Websites such as Galloway’s give list of suggested run/walk ratios, but I haven’t found anything that lets you see what overall pace you’ll do if you follow a given run-walk strategy. Here, I aim to fill that gap.

The table below tells you how long (in time) your bursts of running need to be to achieve a given overall average pace (left-hand column), for different paces of running (top row). It assumes that you are going to alternate bursts of running with 1-minute walking breaks, and that you walk at a pace of 15 minutes per mile.

Here are two ways in which you might use the table.

Example 1: Suppose that you aspire to run the race at an average 10 minutes per mile. How fast and how long do your running bursts need to be? Locate 10:00 in the left-hand column of the table. Now reading across, you come to the time 0:47. Looking at the top of the column, the pace in bold is 7:00 minutes per mile. So you can achieve a 10:00 per mile pace by running at 7:00 per mile for bursts of 47 seconds, and walking for a minute between them. Proceeding along the same row, you could get the same overall pace by running at 7:30 per mile for bursts of 1m00s, and so on up to a probably more realistic 9:30 per mile for bursts of 6m20s.

Example 2: Suppose that you think you can run at 9:30 per mile while you are actually running. What is the average pace for different lengths of running burst? Locate 9:30 along the top of the table. Going down the column to where it says “6:20”, and reading across to the left-hand column, you find that running bursts 6m20s long will give you an average pace of 10:00 per mile. Similarly, running bursts 2m51s long will give you an average pace of 10:30, and so on.
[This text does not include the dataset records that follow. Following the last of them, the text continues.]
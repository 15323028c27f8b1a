// ============================================================================
// STRUCTURAL OPERATIONS — flip, rotate, resize, clear, bleach
// ============================================================================
//
// Each operation exists twice: as a plain function on a PixelBuffer and as a
// StructuralAction that the history can hand back for undo/redo.

use rayon::prelude::*;

use crate::canvas::{Color, PixelBuffer};
use crate::components::history::StructuralAction;

// ---------------------------------------------------------------------------
//  Whole-buffer transforms
// ---------------------------------------------------------------------------

/// Mirror left↔right.
pub fn flip_horizontal(canvas: &mut PixelBuffer) {
    let w = canvas.width() as usize;
    if w == 0 {
        return;
    }
    canvas.pixels_mut().par_chunks_mut(w).for_each(|row| row.reverse());
}

/// Mirror top↔bottom.
pub fn flip_vertical(canvas: &mut PixelBuffer) {
    let (w, h) = (canvas.width(), canvas.height());
    if w == 0 {
        return;
    }
    let flipped: Vec<Color> = canvas
        .pixels()
        .chunks(w as usize)
        .rev()
        .flatten()
        .copied()
        .collect();
    canvas.replace(w, h, flipped);
}

/// Rotate a quarter turn clockwise; width and height swap.
pub fn rotate_90cw(canvas: &mut PixelBuffer) {
    let (w, h) = (canvas.width() as usize, canvas.height() as usize);
    let src = canvas.pixels();
    // destination (nx, ny) in an h-wide image reads source (ny, h - 1 - nx)
    let rotated: Vec<Color> = (0..w * h)
        .into_par_iter()
        .map(|i| {
            let (nx, ny) = (i % h, i / h);
            src[(h - 1 - nx) * w + ny]
        })
        .collect();
    canvas.replace(h as u32, w as u32, rotated);
}

/// Rotate a quarter turn counter-clockwise; width and height swap.
pub fn rotate_90ccw(canvas: &mut PixelBuffer) {
    let (w, h) = (canvas.width() as usize, canvas.height() as usize);
    let src = canvas.pixels();
    // destination (nx, ny) in an h-wide image reads source (w - 1 - ny, nx)
    let rotated: Vec<Color> = (0..w * h)
        .into_par_iter()
        .map(|i| {
            let (nx, ny) = (i % h, i / h);
            src[nx * w + (w - 1 - ny)]
        })
        .collect();
    canvas.replace(h as u32, w as u32, rotated);
}

pub fn rotate_180(canvas: &mut PixelBuffer) {
    canvas.pixels_mut().reverse();
}

/// Change the canvas size keeping the top-left corner fixed. New area is
/// transparent; area outside the new bounds is cropped away.
pub fn resize_canvas(canvas: &mut PixelBuffer, new_w: u32, new_h: u32) {
    let (w, h) = (canvas.width() as usize, canvas.height() as usize);
    let (nw, nh) = (new_w as usize, new_h as usize);
    let src = canvas.pixels();
    let resized: Vec<Color> = (0..nw * nh)
        .into_par_iter()
        .map(|i| {
            let (x, y) = (i % nw, i / nw);
            if x < w && y < h { src[y * w + x] } else { None }
        })
        .collect();
    canvas.replace(new_w, new_h, resized);
}

pub fn clear(canvas: &mut PixelBuffer) {
    canvas.pixels_mut().par_iter_mut().for_each(|p| *p = None);
}

/// Replace every pixel of color `from` with `to`; returns the affected indices.
pub fn bleach(canvas: &mut PixelBuffer, from: Color, to: Color) -> Vec<usize> {
    let indices = canvas.cluster_of(from);
    for &i in &indices {
        canvas.set_pixel(i, to);
    }
    indices
}

// ---------------------------------------------------------------------------
//  Undoable actions
// ---------------------------------------------------------------------------

#[derive(Clone, Copy, Debug, PartialEq, Eq)]
pub enum FlipAxis {
    Horizontal,
    Vertical,
}

/// Flips are their own inverse, so nothing is stored.
pub struct FlipAction {
    pub axis: FlipAxis,
}

impl FlipAction {
    fn apply(&self, canvas: &mut PixelBuffer) {
        match self.axis {
            FlipAxis::Horizontal => flip_horizontal(canvas),
            FlipAxis::Vertical => flip_vertical(canvas),
        }
    }
}

impl StructuralAction for FlipAction {
    fn label(&self) -> String {
        match self.axis {
            FlipAxis::Horizontal => "Flip Horizontal".to_string(),
            FlipAxis::Vertical => "Flip Vertical".to_string(),
        }
    }

    fn undo(&self, canvas: &mut PixelBuffer) {
        self.apply(canvas);
    }

    fn redo(&self, canvas: &mut PixelBuffer) {
        self.apply(canvas);
    }

    fn memory_size(&self) -> usize {
        std::mem::size_of::<Self>()
    }
}

#[derive(Clone, Copy, Debug, PartialEq, Eq)]
pub enum Rotation {
    Clockwise90,
    CounterClockwise90,
    Half,
}

pub struct RotateAction {
    pub rotation: Rotation,
}

impl StructuralAction for RotateAction {
    fn label(&self) -> String {
        match self.rotation {
            Rotation::Clockwise90 => "Rotate 90° CW".to_string(),
            Rotation::CounterClockwise90 => "Rotate 90° CCW".to_string(),
            Rotation::Half => "Rotate 180°".to_string(),
        }
    }

    fn undo(&self, canvas: &mut PixelBuffer) {
        match self.rotation {
            Rotation::Clockwise90 => rotate_90ccw(canvas),
            Rotation::CounterClockwise90 => rotate_90cw(canvas),
            Rotation::Half => rotate_180(canvas),
        }
    }

    fn redo(&self, canvas: &mut PixelBuffer) {
        match self.rotation {
            Rotation::Clockwise90 => rotate_90cw(canvas),
            Rotation::CounterClockwise90 => rotate_90ccw(canvas),
            Rotation::Half => rotate_180(canvas),
        }
    }

    fn memory_size(&self) -> usize {
        std::mem::size_of::<Self>()
    }
}

/// Canvas resize. Cropping is lossy, so the whole buffer is kept for undo.
pub struct ResizeAction {
    before: PixelBuffer,
    new_width: u32,
    new_height: u32,
}

impl ResizeAction {
    /// Capture `canvas` BEFORE performing the resize.
    pub fn new(canvas: &PixelBuffer, new_width: u32, new_height: u32) -> Self {
        Self {
            before: canvas.clone(),
            new_width,
            new_height,
        }
    }
}

impl StructuralAction for ResizeAction {
    fn label(&self) -> String {
        format!(
            "Resize {}×{} → {}×{}",
            self.before.width(),
            self.before.height(),
            self.new_width,
            self.new_height
        )
    }

    fn undo(&self, canvas: &mut PixelBuffer) {
        *canvas = self.before.clone();
    }

    fn redo(&self, canvas: &mut PixelBuffer) {
        resize_canvas(canvas, self.new_width, self.new_height);
    }

    fn memory_size(&self) -> usize {
        self.before.memory_bytes()
    }
}

pub struct ClearAction {
    before: PixelBuffer,
}

impl ClearAction {
    /// Capture `canvas` BEFORE clearing it.
    pub fn new(canvas: &PixelBuffer) -> Self {
        Self { before: canvas.clone() }
    }
}

impl StructuralAction for ClearAction {
    fn label(&self) -> String {
        "Clear".to_string()
    }

    fn undo(&self, canvas: &mut PixelBuffer) {
        *canvas = self.before.clone();
    }

    fn redo(&self, canvas: &mut PixelBuffer) {
        clear(canvas);
    }

    fn memory_size(&self) -> usize {
        self.before.memory_bytes()
    }
}

/// Global recolor of one color to another. Only the affected indices are
/// stored since `from` alone restores them.
pub struct BleachAction {
    from: Color,
    to: Color,
    indices: Vec<usize>,
}

impl BleachAction {
    /// Capture the pixels of color `from` BEFORE recoloring.
    pub fn new(canvas: &PixelBuffer, from: Color, to: Color) -> Self {
        Self {
            from,
            to,
            indices: canvas.cluster_of(from),
        }
    }

    pub fn affected(&self) -> usize {
        self.indices.len()
    }
}

impl StructuralAction for BleachAction {
    fn label(&self) -> String {
        format!("Bleach ({} px)", self.indices.len())
    }

    fn undo(&self, canvas: &mut PixelBuffer) {
        for &i in &self.indices {
            canvas.set_pixel(i, self.from);
        }
    }

    fn redo(&self, canvas: &mut PixelBuffer) {
        for &i in &self.indices {
            canvas.set_pixel(i, self.to);
        }
    }

    fn memory_size(&self) -> usize {
        self.indices.len() * std::mem::size_of::<usize>()
    }
}

#[cfg(test)]
mod tests {
    use super::*;
    use image::Rgba;

    fn c(v: u8) -> Color {
        Some(Rgba([v, v, v, 255]))
    }

    /// 3x2 buffer with distinct values 1..=6, row-major.
    fn sample() -> PixelBuffer {
        PixelBuffer::from_parts(3, 2, (1..=6).map(c).collect()).unwrap()
    }

    #[test]
    fn flips_mirror_rows_and_columns() {
        let mut buf = sample();
        flip_horizontal(&mut buf);
        assert_eq!(buf.pixels(), &[c(3), c(2), c(1), c(6), c(5), c(4)]);
        let mut buf = sample();
        flip_vertical(&mut buf);
        assert_eq!(buf.pixels(), &[c(4), c(5), c(6), c(1), c(2), c(3)]);
    }

    #[test]
    fn clockwise_rotation_swaps_dimensions() {
        let mut buf = sample();
        rotate_90cw(&mut buf);
        assert_eq!((buf.width(), buf.height()), (2, 3));
        // 1 2 3      4 1
        // 4 5 6  ->  5 2
        //            6 3
        assert_eq!(buf.pixels(), &[c(4), c(1), c(5), c(2), c(6), c(3)]);
    }

    #[test]
    fn counter_clockwise_undoes_clockwise() {
        let mut buf = sample();
        rotate_90cw(&mut buf);
        rotate_90ccw(&mut buf);
        assert_eq!(buf, sample());
        rotate_180(&mut buf);
        assert_eq!(buf.pixels(), &[c(6), c(5), c(4), c(3), c(2), c(1)]);
    }

    #[test]
    fn resize_crops_and_extends_from_top_left() {
        let mut buf = sample();
        resize_canvas(&mut buf, 2, 3);
        assert_eq!(buf.pixels(), &[c(1), c(2), c(4), c(5), None, None]);
    }

    #[test]
    fn resize_action_restores_cropped_pixels() {
        let mut buf = sample();
        let action = ResizeAction::new(&buf, 1, 1);
        action.redo(&mut buf);
        assert_eq!(buf.pixels(), &[c(1)]);
        action.undo(&mut buf);
        assert_eq!(buf, sample());
        assert_eq!(action.label(), "Resize 3×2 → 1×1");
    }

    #[test]
    fn rotate_and_flip_actions_invert() {
        for action in [
            Box::new(RotateAction { rotation: Rotation::Clockwise90 }) as Box<dyn StructuralAction>,
            Box::new(RotateAction { rotation: Rotation::CounterClockwise90 }),
            Box::new(RotateAction { rotation: Rotation::Half }),
            Box::new(FlipAction { axis: FlipAxis::Horizontal }),
            Box::new(FlipAction { axis: FlipAxis::Vertical }),
        ] {
            let mut buf = sample();
            action.redo(&mut buf);
            assert_ne!(buf, sample(), "{}", action.label());
            action.undo(&mut buf);
            assert_eq!(buf, sample(), "{}", action.label());
        }
    }

    #[test]
    fn clear_action_round_trips() {
        let mut buf = sample();
        let action = ClearAction::new(&buf);
        action.redo(&mut buf);
        assert!(buf.pixels().iter().all(Option::is_none));
        action.undo(&mut buf);
        assert_eq!(buf, sample());
    }

    #[test]
    fn bleach_recolors_only_matching_pixels() {
        let mut buf = PixelBuffer::from_parts(2, 2, vec![c(1), c(2), c(1), None]).unwrap();
        let action = BleachAction::new(&buf, c(1), c(9));
        assert_eq!(action.affected(), 2);
        action.redo(&mut buf);
        assert_eq!(buf.pixels(), &[c(9), c(2), c(9), None]);
        action.undo(&mut buf);
        assert_eq!(buf.pixels(), &[c(1), c(2), c(1), None]);

        assert_eq!(bleach(&mut buf, None, c(7)), vec![3]);
    }
}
Note that the table says nothing about what you are capable of. It just tells you what your overall pace will be if you can achieve certain durations and paces for the running bursts.

If you want walking breaks longer than 1 minute, increase the length of the running bursts in the same proportion.

If the combination you want isn’t in the table, or you want to assume a different walking pace, or you want to work in kilometres, there’s a formula below that you can use.

The formula

Let your walking and running paces be w and r respectively. You can specify these in either minutes per mile or minutes per kilometre. You’ll need to convert min:sec values to decimal values of minutes.

Let the durations of the walking breaks and running bursts be T_w and T_r respectively. You can use any units of times for these durations (as long as it’s the same for both).

Your average pace (in the same units that you used to specify your running and walking paces) is given by

p= \dfrac{rw(T_w+T_r)}{rT_w+wT_r}

If you’re walking for 1-minute breaks, this simplifies to

p= \dfrac{rw(1+T_r)}{r+wT_r}

Derivation

Runners usually express how fast they are running in terms of minutes per mile (or kilometre). I’m going to call this the running pace. However, because we want to average over time, rather than distance, we need to do the averaging using speeds expressed as miles (or kilometres) per minute.

Let your walking and running paces be w and r respectively. The corresponding speeds are \frac{1}{w} and \frac{1}{r}.

We will assume that you alternate running for walk for a time T_w and then running for a time T_r.

We’re going to work out the weighted average of your walking and running paces to work out the overall average pace. Because we’re averaging over time, not distance, we need to do the averaging using speeds, not paces, and then convert back to a pace.

If your time-average pace is p, your time-average speed (distance-per-time) is \frac{1}{p} and is given by

\dfrac{1}{p} = \dfrac{\frac{1}{w}T_w + \frac{1}{r}T_r}{T_w + T_r}

so your time-average pace (time-per-distance) is

p =  \dfrac{T_w + T_r}{\frac{1}{w}T_w + \frac{1}{r}T_r}

which we can tidy up a bit to give

p= \dfrac{rw(T_w+T_r)}{rT_w+wT_r}

Where T_w = 1, this simplifies to

p= \dfrac{rw(1+T_r)}{r+wT_r}

Acknowledgement

Many thanks to Graham Rose for his wonderful cartoon. It feels like that from inside, too.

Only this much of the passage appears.